_TASK REQUIREMENTS:_ Could every line of the data be copied out once more, exactly?

_PROVIDED INFORMATION:_
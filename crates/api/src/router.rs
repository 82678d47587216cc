//! Shared application router builder.
//!
//! Provides [`build_app_router`] so both the production binary (`main.rs`)
//! and integration tests (`tests/common/mod.rs`) use the exact same
//! middleware stack.

use std::time::Duration;

use axum::http::header::{AUTHORIZATION, CONTENT_TYPE};
use axum::http::{HeaderName, Method, StatusCode};
use axum::Router;
use tower_http::catch_panic::CatchPanicLayer;
use tower_http::cors::CorsLayer;
use tower_http::request_id::{MakeRequestUuid, PropagateRequestIdLayer, SetRequestIdLayer};
use tower_http::timeout::TimeoutLayer;
use tower_http::trace::{DefaultMakeSpan, DefaultOnResponse, TraceLayer};
use tracing::Level;

use crate::config::ServerConfig;
use crate::routes;
use crate::state::AppState;

/// Build the full application [`Router`] with all middleware layers.
///
/// The middleware stack is applied bottom-up:
///
/// 1. CORS
/// 2. Set request ID on incoming requests
/// 3. Structured request/response tracing
/// 4. Propagate request ID to response
/// 5. Request timeout
/// 6. Panic recovery (catch panics, return 500)
pub fn build_app_router(state: AppState, config: &ServerConfig) -> Router {
    let cors = build_cors_layer(config);
    let request_id_header = HeaderName::from_static("x-request-id");

    Router::new()
        .merge(routes::health::router())
        .nest("/api", routes::api_routes())
        .nest("/admin", routes::admin::router())
        // -- Middleware stack (applied bottom-up) --
        .layer(CatchPanicLayer::new())
        .layer(TimeoutLayer::with_status_code(
            StatusCode::REQUEST_TIMEOUT,
            Duration::from_secs(config.request_timeout_secs),
        ))
        .layer(PropagateRequestIdLayer::new(request_id_header.clone()))
        .layer(
            TraceLayer::new_for_http()
                .make_span_with(DefaultMakeSpan::new().level(Level::INFO))
                .on_response(DefaultOnResponse::new().level(Level::INFO)),
        )
        .layer(SetRequestIdLayer::new(request_id_header, MakeRequestUuid))
        .layer(cors)
        .with_state(state)
}

/// Build the CORS middleware layer from server configuration.
///
/// Panics at startup if any configured origin is invalid, so a
/// misconfiguration fails fast.
pub fn build_cors_layer(config: &ServerConfig) -> CorsLayer {
    let origins: Vec<_> = config
        .cors_origins
        .iter()
        .map(|o| {
            o.parse()
                .unwrap_or_else(|e| panic!("Invalid CORS origin '{o}': {e}"))
        })
        .collect();

    CorsLayer::new()
        .allow_origin(origins)
        .allow_methods([Method::GET, Method::POST, Method::PUT, Method::DELETE])
        .allow_headers([CONTENT_TYPE, AUTHORIZATION])
        .allow_credentials(true)
        .max_age(Duration::from_secs(3600))
}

_RESPONSE AREA:_
filename crates/api/src/router.rs
repository 82678d47587216cc
//! Shared application router builder.
//!
//! Provides [`build_app_router`] so both the production binary (`main.rs`)
//! and integration tests (`tests/common/mod.rs`) use the exact same
//! middleware stack.

use std::time::Duration;

use axum::http::header::{AUTHORIZATION, CONTENT_TYPE};
use axum::http::{HeaderName, Method, StatusCode};
use axum::Router;
use tower_http::catch_panic::CatchPanicLayer;
use tower_http::cors::CorsLayer;
use tower_http::request_id::{MakeRequestUuid, PropagateRequestIdLayer, SetRequestIdLayer};
use tower_http::timeout::TimeoutLayer;
use tower_http::trace::{DefaultMakeSpan, DefaultOnResponse, TraceLayer};
use tracing::Level;

use crate::config::ServerConfig;
use crate::routes;
use crate::state::AppState;

/// Build the full application [`Router`] with all middleware layers.
///
/// The middleware stack is applied bottom-up:
///
/// 1. CORS
/// 2. Set request ID on incoming requests
/// 3. Structured request/response tracing
/// 4. Propagate request ID to response
/// 5. Request timeout
/// 6. Panic recovery (catch panics, return 500)
pub fn build_app_router(state: AppState, config: &ServerConfig) -> Router {
    let cors = build_cors_layer(config);
    let request_id_header = HeaderName::from_static("x-request-id");

    Router::new()
        .merge(routes::health::router())
        .nest("/api", routes::api_routes())
        .nest("/admin", routes::admin::router())
        // -- Middleware stack (applied bottom-up) --
        .layer(CatchPanicLayer::new())
        .layer(TimeoutLayer::with_status_code(
            StatusCode::REQUEST_TIMEOUT,
            Duration::from_secs(config.request_timeout_secs),
        ))
        .layer(PropagateRequestIdLayer::new(request_id_header.clone()))
        .layer(
            TraceLayer::new_for_http()
                .make_span_with(DefaultMakeSpan::new().level(Level::INFO))
                .on_response(DefaultOnResponse::new().level(Level::INFO)),
        )
        .layer(SetRequestIdLayer::new(request_id_header, MakeRequestUuid))
        .layer(cors)
        .with_state(state)
}

/// Build the CORS middleware layer from server configuration.
///
/// Panics at startup if any configured origin is invalid, so a
/// misconfiguration fails fast.
pub fn build_cors_layer(config: &ServerConfig) -> CorsLayer {
    let origins: Vec<_> = config
        .cors_origins
        .iter()
        .map(|o| {
            o.parse()
                .unwrap_or_else(|e| panic!("Invalid CORS origin '{o}': {e}"))
        })
        .collect();

    CorsLayer::new()
        .allow_origin(origins)
        .allow_methods([Method::GET, Method::POST, Method::PUT, Method::DELETE])
        .allow_headers([CONTENT_TYPE, AUTHORIZATION])
        .allow_credentials(true)
        .max_age(Duration::from_secs(3600))
}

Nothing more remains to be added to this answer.